When I read the Node HTTP module documentation, I noticed the server.timeout property. I wanted to introduce it briefly, but after sorting it out, I found that there is a huge content supporting timeout: server.timout -> node core timers -> uv timers -> linux msleep/hrtimer -> clocksource -> tsc -> cmos rtc -> clock After the end of the timer series, Noder can roughly understand: How clock cycle drives Linux msleep/hrtimer; The relationship between Linux timers and UV timers; Relationship between Node timers and UV timers.

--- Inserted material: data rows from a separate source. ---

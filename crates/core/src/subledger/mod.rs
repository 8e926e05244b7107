//! Sub-ledger & FX Layer (C5, spec 4.4).
//!
//! Each sub-ledger here is the authority for its own quantity/cost
//! lineage (AR/AP open items, inventory batches, fixed-asset cards) but
//! never writes a balance row directly — every operation synthesizes a
//! [`crate::ledger::VoucherRequest`] for the caller to submit through C2,
//! exactly as spec 4.4 requires ("Every sub-ledger write emits a balanced
//! voucher in C2"). FX revaluation lives in [`crate::currency::revaluation`]
//! since it operates on the balance index directly rather than its own
//! sub-ledger table.

pub mod ar_ap;
pub mod fixed_assets;
pub mod inventory;

pub use ar_ap::{AgingBucket, AgingReport, ApItem, ArItem, ProvisionRates};
pub use fixed_assets::{CipProject, DepreciationMethod, FixedAsset};
pub use inventory::{CostingMethod, InventoryBatch, InventoryItem, NegativeInventoryPolicy};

The Timer in Libuv made a bold guess that epoll was implemented by low-precision timers in Linux, but unfortunately it was only half right. There are two things to note about the use of epoll in timers: Synchronous blocking and timing trigger, which is realized by the high precision timer of Linux (in fact, as long as Linux supports high precision timer, eventually all timers are high precision timer, but the low precision timer is simulated by high precision timer).

The timer

In the whole process of learning the timer to read the source code, I have been very concerned about the trigger source, what triggers the code execution. The essence of trigger source has two kinds: hardware trigger, software trigger.

Software trigger

while(true) { const now = getTimeFromTimeKeeper(); If (now === 'double 11') {emitEventInvokeActions(); // trigger source} schedule()}Copy the code

Hardware trigger

Hardware trigger by sending interrupt signal, inform CPU to execute the specified interrupt program, in the interrupt program to determine whether to reach the specified time, the cost is lower than software trigger. You can run /var/log/dmesg to view the process of hardware startup registration and switchover

#$ cat dmesg|grep -i -E "hz|clock|time|tsc|rtc|apic|hpet" ... [1.792655] Clocksource: Switched to clocksource TSCCopy the code

Epoll Indicates the timing trigger

In modern computers, both high and low precision timing is implemented by means of hardware interrupts, so there is no mystery about epoll timing triggering.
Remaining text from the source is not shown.